As Olimpíadas de Londres deram um impulso econômico transitório que permitiu ao Reino Unido sair do crescimento negativo, mas a essas alturas o plano da Coalizão já estava em marcha. A queda na arrecadação devido à falta de crescimento é hoje tão pronunciada que, segundo as previsões que o governo anunciou na Câmara dos Comuns na última quarta-feira, será necessário mais três anos de ajustes para se alcançar o equilíbrio fiscal que se havia prometido para 2015.

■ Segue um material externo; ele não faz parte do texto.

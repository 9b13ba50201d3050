//! Task lifecycle event model.
//!
//! One `TaskEvent` is a single observation extracted from the log: a task
//! starting or finishing, with the timestamps its record carried. Events are
//! immutable once constructed; timing math lives in the `metrics` module.

use serde::{Deserialize, Serialize};

/// Sentinel for an identifier the record did not carry.
pub const UNKNOWN_ID: i64 = -1;

/// Which lifecycle transition a record describes.
#[derive(Debug, Clone, Copy, Serialize, Deserialize, PartialEq, Eq)]
#[serde(rename_all = "snake_case")]
pub enum TaskEventKind {
    Start,
    End,
}

impl TaskEventKind {
    /// Map a record's `Event` discriminator to a kind, if it is one we keep.
    pub fn from_discriminator(event: &str) -> Option<Self> {
        match event {
            "SparkListenerTaskStart" => Some(TaskEventKind::Start),
            "SparkListenerTaskEnd" => Some(TaskEventKind::End),
            _ => None,
        }
    }

    /// The discriminator string this kind was extracted from.
    pub fn discriminator(&self) -> &'static str {
        match self {
            TaskEventKind::Start => "SparkListenerTaskStart",
            TaskEventKind::End => "SparkListenerTaskEnd",
        }
    }
}

/// A normalized task lifecycle event.
///
/// Identifier fields use [`UNKNOWN_ID`] when the record lacked them; the
/// timestamps stay `None` so that "absent" never collides with a real epoch
/// value.
#[derive(Debug, Clone, Serialize, Deserialize, PartialEq, Eq)]
pub struct TaskEvent {
    pub task_id: i64,
    pub stage_id: i64,
    pub kind: TaskEventKind,
    /// Milliseconds since epoch when the task launched, if recorded.
    #[serde(skip_serializing_if = "Option::is_none")]
    pub launch_time: Option<i64>,
    /// Milliseconds since epoch when the task finished, if recorded.
    #[serde(skip_serializing_if = "Option::is_none")]
    pub finish_time: Option<i64>,
}

impl TaskEvent {
    /// Task execution time in milliseconds, when both timestamps are present.
    ///
    /// May be negative for inconsistent records; callers decide what to do
    /// with that.
    pub fn exec_time_ms(&self) -> Option<i64> {
        match (self.launch_time, self.finish_time) {
            (Some(launch), Some(finish)) => Some(finish.saturating_sub(launch)),
            _ => None,
        }
    }
}
//! Tolerant extraction of task events from raw log lines.
//!
//! Event logs interleave many record kinds and occasionally end in a
//! truncated line, so a line that fails to parse is an expected outcome, not
//! an error. Every line maps to exactly one [`Extraction`], which keeps the
//! skip path an explicit, testable branch.

use serde::Deserialize;

use crate::event::{TaskEvent, TaskEventKind, UNKNOWN_ID};

/// Outcome of offering one line to the extractor.
#[derive(Debug, Clone, PartialEq, Eq)]
pub enum Extraction {
    /// The line was a task start/end record.
    Event(TaskEvent),
    /// The line contributed nothing; the reason says why.
    Skip(SkipReason),
}

/// Why a line produced no event.
#[derive(Debug, Clone, Copy, PartialEq, Eq)]
pub enum SkipReason {
    /// Empty or whitespace-only line.
    Blank,
    /// Not parseable as a JSON record of the expected shape.
    Malformed,
    /// Well-formed record of a kind we do not keep.
    Ignored,
}

/// Wire shape of a raw log record, limited to the fields we read.
///
/// Everything is optional: records routinely omit fields, and a missing
/// field must default rather than fail the record.
#[derive(Debug, Deserialize)]
struct RawRecord {
    #[serde(rename = "Event")]
    event: Option<String>,
    #[serde(rename = "Stage ID")]
    stage_id: Option<i64>,
    #[serde(rename = "Task Info")]
    task_info: Option<RawTaskInfo>,
}

#[derive(Debug, Default, Deserialize)]
struct RawTaskInfo {
    #[serde(rename = "Task ID")]
    task_id: Option<i64>,
    #[serde(rename = "Launch Time")]
    launch_time: Option<i64>,
    #[serde(rename = "Finish Time")]
    finish_time: Option<i64>,
}

/// Parse one line into at most one normalized task event.
///
/// Only task start/end records are retained. Missing identifiers default to
/// [`UNKNOWN_ID`]; missing timestamps stay `None`. Unparseable syntax is the
/// only thing that marks a line malformed.
pub fn extract_line(line: &str) -> Extraction {
    let trimmed = line.trim();
    if trimmed.is_empty() {
        return Extraction::Skip(SkipReason::Blank);
    }

    let record: RawRecord = match serde_json::from_str(trimmed) {
        Ok(record) => record,
        Err(_) => return Extraction::Skip(SkipReason::Malformed),
    };

    let kind = match record
        .event
        .as_deref()
        .and_then(TaskEventKind::from_discriminator)
    {
        Some(kind) => kind,
        None => return Extraction::Skip(SkipReason::Ignored),
    };

    let info = record.task_info.unwrap_or_default();
    Extraction::Event(TaskEvent {
        task_id: info.task_id.unwrap_or(UNKNOWN_ID),
        stage_id: record.stage_id.unwrap_or(UNKNOWN_ID),
        kind,
        launch_time: info.launch_time,
        finish_time: info.finish_time,
    })
}

#[cfg(test)]
mod tests {
    use super::*;

    fn expect_event(line: &str) -> TaskEvent {
        match extract_line(line) {
            Extraction::Event(event) => event,
            other => panic!("expected event, got {other:?}"),
        }
    }

    #[test]
    fn extracts_task_end_record() {
        let line = r#"{"Event":"SparkListenerTaskEnd","Stage ID":2,"Task Info":{"Task ID":17,"Launch Time":1000,"Finish Time":1450}}"#;
        let event = expect_event(line);
        assert_eq!(event.kind, TaskEventKind::End);
        assert_eq!(event.task_id, 17);
        assert_eq!(event.stage_id, 2);
        assert_eq!(event.launch_time, Some(1000));
        assert_eq!(event.finish_time, Some(1450));
    }

    #[test]
    fn extracts_task_start_record() {
        let line = r#"{"Event":"SparkListenerTaskStart","Stage ID":0,"Task Info":{"Task ID":3,"Launch Time":500}}"#;
        let event = expect_event(line);
        assert_eq!(event.kind, TaskEventKind::Start);
        assert_eq!(event.launch_time, Some(500));
        assert_eq!(event.finish_time, None);
    }

    #[test]
    fn unknown_fields_are_ignored() {
        let line = r#"{"Event":"SparkListenerTaskEnd","Stage ID":1,"Stage Attempt ID":0,"Task Type":"ResultTask","Task Info":{"Task ID":5,"Index":4,"Executor ID":"1","Launch Time":10,"Finish Time":20}}"#;
        let event = expect_event(line);
        assert_eq!(event.task_id, 5);
        assert_eq!(event.exec_time_ms(), Some(10));
    }

    #[test]
    fn missing_sub_fields_default_to_sentinels() {
        let line = r#"{"Event":"SparkListenerTaskStart","Task Info":{}}"#;
        let event = expect_event(line);
        assert_eq!(event.task_id, UNKNOWN_ID);
        assert_eq!(event.stage_id, UNKNOWN_ID);
        assert_eq!(event.launch_time, None);
        assert_eq!(event.finish_time, None);
    }

    #[test]
    fn missing_task_info_behaves_as_all_fields_missing() {
        let line = r#"{"Event":"SparkListenerTaskEnd","Stage ID":4}"#;
        let event = expect_event(line);
        assert_eq!(event.stage_id, 4);
        assert_eq!(event.task_id, UNKNOWN_ID);
        assert_eq!(event.exec_time_ms(), None);
    }

    #[test]
    fn blank_lines_are_blank_skips() {
        assert_eq!(extract_line(""), Extraction::Skip(SkipReason::Blank));
        assert_eq!(extract_line("   \t"), Extraction::Skip(SkipReason::Blank));
    }

    #[test]
    fn malformed_lines_are_skipped() {
        assert_eq!(
            extract_line("{ not json"),
            Extraction::Skip(SkipReason::Malformed)
        );
        assert_eq!(
            extract_line(r#"{"Event":"SparkListenerTaskEnd","Task Info":"#),
            Extraction::Skip(SkipReason::Malformed)
        );
        // valid JSON, but not a record-shaped object
        assert_eq!(
            extract_line("[1,2,3]"),
            Extraction::Skip(SkipReason::Malformed)
        );
    }

    #[test]
    fn wrong_field_types_are_malformed() {
        let line = r#"{"Event":"SparkListenerTaskEnd","Stage ID":1,"Task Info":{"Task ID":"seventeen"}}"#;
        assert_eq!(extract_line(line), Extraction::Skip(SkipReason::Malformed));
    }

    #[test]
    fn unrelated_records_are_ignored() {
        let line = r#"{"Event":"SparkListenerStageCompleted","Stage Info":{"Stage ID":1}}"#;
        assert_eq!(extract_line(line), Extraction::Skip(SkipReason::Ignored));
    }

    #[test]
    fn missing_discriminator_is_ignored() {
        assert_eq!(
            extract_line(r#"{"Stage ID":1}"#),
            Extraction::Skip(SkipReason::Ignored)
        );
    }
}
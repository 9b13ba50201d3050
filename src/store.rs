//! In-memory accumulation of extracted task events.
//!
//! The store is append-only and preserves extraction order. It performs no
//! deduplication and no validation beyond what the extractor already
//! guarantees; aggregation reads it without mutating it.

use std::collections::BTreeMap;

use crate::event::TaskEvent;

/// Ordered collection of task events for one log file.
#[derive(Debug, Default)]
pub struct EventStore {
    events: Vec<TaskEvent>,
}

impl EventStore {
    pub fn new() -> Self {
        Self::default()
    }

    /// Append an event; insertion order is the log's line order.
    pub fn push(&mut self, event: TaskEvent) {
        self.events.push(event);
    }

    pub fn len(&self) -> usize {
        self.events.len()
    }

    pub fn is_empty(&self) -> bool {
        self.events.is_empty()
    }

    /// All events, in insertion order.
    pub fn events(&self) -> &[TaskEvent] {
        &self.events
    }

    /// Group events by stage id, ascending.
    ///
    /// The `-1` unknown-stage bucket is a legitimate group and sorts first.
    /// Within a group, events keep insertion order.
    pub fn by_stage(&self) -> BTreeMap<i64, Vec<&TaskEvent>> {
        let mut groups: BTreeMap<i64, Vec<&TaskEvent>> = BTreeMap::new();
        for event in &self.events {
            groups.entry(event.stage_id).or_default().push(event);
        }
        groups
    }
}

impl Extend<TaskEvent> for EventStore {
    fn extend<I: IntoIterator<Item = TaskEvent>>(&mut self, iter: I) {
        self.events.extend(iter);
    }
}

#[cfg(test)]
mod tests {
    use super::*;
    use crate::event::{TaskEventKind, UNKNOWN_ID};

    fn event(task_id: i64, stage_id: i64) -> TaskEvent {
        TaskEvent {
            task_id,
            stage_id,
            kind: TaskEventKind::End,
            launch_time: Some(0),
            finish_time: Some(1),
        }
    }

    #[test]
    fn preserves_insertion_order() {
        let mut store = EventStore::new();
        store.push(event(2, 0));
        store.push(event(1, 1));
        store.push(event(3, 0));

        let ids: Vec<i64> = store.events().iter().map(|e| e.task_id).collect();
        assert_eq!(ids, vec![2, 1, 3]);
    }

    #[test]
    fn groups_by_ascending_stage_id() {
        let mut store = EventStore::new();
        store.push(event(1, 5));
        store.push(event(2, UNKNOWN_ID));
        store.push(event(3, 0));
        store.push(event(4, 5));

        let groups = store.by_stage();
        let stage_ids: Vec<i64> = groups.keys().copied().collect();
        assert_eq!(stage_ids, vec![UNKNOWN_ID, 0, 5]);

        let stage5: Vec<i64> = groups[&5].iter().map(|e| e.task_id).collect();
        assert_eq!(stage5, vec![1, 4]);
    }

    #[test]
    fn empty_store_has_no_groups() {
        let store = EventStore::new();
        assert!(store.is_empty());
        assert!(store.by_stage().is_empty());
    }
}
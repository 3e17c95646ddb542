//! Flat table form of the workout history, used for spreadsheet export and
//! import.
//!
//! Each row holds one exercise of one workout. Workout level columns repeat
//! for every exercise of the same session, and only the first
//! [`SETS_PER_EXERCISE`] sets of an exercise have columns. Decoding turns
//! every row back into its own single-exercise workout.

use crate::analysis::numeric_prefix;
use crate::model::{Exercise, SETS_PER_EXERCISE, SetEntry, Workout};
use serde::Serialize;

pub const HEADER: [&str; 11] = [
    "Date",
    "Condition",
    "Workout Type",
    "Exercise",
    "Set 1",
    "Comment 1",
    "Set 2",
    "Comment 2",
    "Set 3",
    "Comment 3",
    "Overall Comment",
];

/// Separator between weight and reps inside a set cell.
pub const SET_SEPARATOR: char = 'x';

const COL_DATE: usize = 0;
const COL_CONDITION: usize = 1;
const COL_WORKOUT_TYPE: usize = 2;
const COL_EXERCISE: usize = 3;
const COL_FIRST_SET: usize = 4;
const COL_OVERALL_COMMENT: usize = 10;

/// A set cell that did not look like `<weight>x<reps>`.
#[derive(Debug, Clone, PartialEq, Eq, Serialize)]
pub struct FormatIssue {
    /// Row index in the table, header included.
    pub row: usize,
    pub column: usize,
    pub cell: String,
}

impl std::fmt::Display for FormatIssue {
    fn fmt(&self, f: &mut std::fmt::Formatter<'_>) -> std::fmt::Result {
        let name = HEADER.get(self.column).copied().unwrap_or("?");
        write!(
            f,
            "row {}, column {name}: expected <weight>x<reps>, got {:?}",
            self.row, self.cell
        )
    }
}

/// Result of decoding a table: the workouts plus every cell that had to be
/// patched up along the way.
#[derive(Debug, Clone, Default, PartialEq)]
pub struct Decoded {
    pub history: Vec<Workout>,
    pub issues: Vec<FormatIssue>,
}

/// Format one set as a `<weight>x<reps>` cell.
pub fn encode_set(set: &SetEntry) -> String {
    format!("{}{}{}", set.weight, SET_SEPARATOR, set.reps)
}

/// Flatten the history into a table, header row first.
pub fn encode(history: &[Workout]) -> Vec<Vec<String>> {
    let mut rows = vec![HEADER.iter().map(|h| h.to_string()).collect()];
    for workout in history {
        for ex in &workout.exercises {
            let mut row = Vec::with_capacity(HEADER.len());
            row.push(workout.date.clone());
            row.push(workout.condition.clone());
            row.push(workout.workout_type.clone());
            row.push(ex.name.clone());
            for i in 0..SETS_PER_EXERCISE {
                match ex.sets.get(i) {
                    Some(set) => {
                        row.push(encode_set(set));
                        row.push(set.comment.clone());
                    }
                    None => {
                        row.push(SET_SEPARATOR.to_string());
                        row.push(String::new());
                    }
                }
            }
            row.push(workout.overall_comment.clone());
            rows.push(row);
        }
    }
    rows
}

fn canonical(part: &str) -> String {
    numeric_prefix(part)
        .unwrap_or_else(|| part.trim())
        .to_string()
}

/// Split a `<weight>x<reps>` cell on its first separator.
///
/// Weight and reps keep only their numeric prefix when they have one. A
/// non-empty cell without a separator becomes the weight and the returned
/// flag is `false` so the caller can record the issue.
pub fn decode_set(cell: &str) -> (SetEntry, bool) {
    match cell.split_once(SET_SEPARATOR) {
        Some((weight, reps)) => (SetEntry::new(canonical(weight), canonical(reps)), true),
        None => (SetEntry::new(canonical(cell), ""), cell.trim().is_empty()),
    }
}

/// Rebuild workouts from a table. Row 0 is always treated as the header.
///
/// Missing cells read as empty text and blank rows are skipped. Never fails:
/// set cells that do not parse are kept as best as possible and listed in
/// [`Decoded::issues`].
pub fn decode<R, C>(rows: &[R]) -> Decoded
where
    R: AsRef<[C]>,
    C: AsRef<str>,
{
    let mut decoded = Decoded::default();
    for (row_idx, row) in rows.iter().enumerate().skip(1) {
        let row = row.as_ref();
        if row.iter().all(|c| c.as_ref().trim().is_empty()) {
            continue;
        }
        let cell = |i: usize| row.get(i).map(|c| c.as_ref().to_string()).unwrap_or_default();

        let mut sets = Vec::with_capacity(SETS_PER_EXERCISE);
        for i in 0..SETS_PER_EXERCISE {
            let column = COL_FIRST_SET + i * 2;
            let raw = cell(column);
            let (mut set, ok) = decode_set(&raw);
            if !ok {
                decoded.issues.push(FormatIssue {
                    row: row_idx,
                    column,
                    cell: raw,
                });
            }
            set.comment = cell(column + 1);
            sets.push(set);
        }

        decoded.history.push(Workout {
            date: cell(COL_DATE),
            condition: cell(COL_CONDITION),
            workout_type: cell(COL_WORKOUT_TYPE),
            exercises: vec![Exercise {
                name: cell(COL_EXERCISE),
                sets,
            }],
            overall_comment: cell(COL_OVERALL_COMMENT),
        });
    }
    if !decoded.issues.is_empty() {
        log::warn!("{} malformed set cells while decoding table", decoded.issues.len());
    }
    decoded
}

Em sua nota sobre a situação econômica do Reino Unido, a “The Economist” faz uma análise fática, com números e gráficos, mas em momento algum fala da necessidade de mudança de estratégia. À diferença do editorial e da matéria sobre o Brasil, que deslizam rapidamente para o campo da opinião (“o que o governo Dilma Rousseff teria de fazer é deixar de se meter na economia, liberalizar o mercado de trabalho e deixar que o espírito animal do setor privado possa expressar-se livremente, para gerar o crescimento de que o Brasil precisa”), o artigo sobre a economia britânica se atém aos fatos, que termina usando como uma justificação do erro de cálculo de Osborne.

Sem explicitá-lo, o final da nota da revista sugere que não é necessária uma mudança de estratégia, no Reino Unido, porque a origem da crise não é o programa governamental, mas a situação econômica do mundo. “A miséria da zona do euro não vai terminar tão cedo, mas tampouco piorará. A desaceleração chinesa parece próxima do fim. Os Estados Unidos podem voltar a crescer com vigor na primavera e evitar o abismo fiscal. Um panorama global mais otimista pode evitar as más notícias para Osborne”.

Há que se aguardar para ver. Por ora, as notícias sobre a produção industrial, anunciadas na sexta-feira – a revista é publicada pela manhã – falam de uma queda de 1,3%, o nível mais baixo em duas décadas. “Esta queda aumenta as possibilidades de uma nova recessão, a terceira queda que a nossa economia experimentaria”, assinalou ao “The Guardian” Samuel Tombs, da consultoria Capital Economics. Caso esse prognóstico se cumpra, haverá uma mudança de perspectiva da “The Economist”? Calculo que não. Os pedidos de mudança de ministérios da Fazenda o semanário reserva para os ministros “intervencionistas” da América Latina.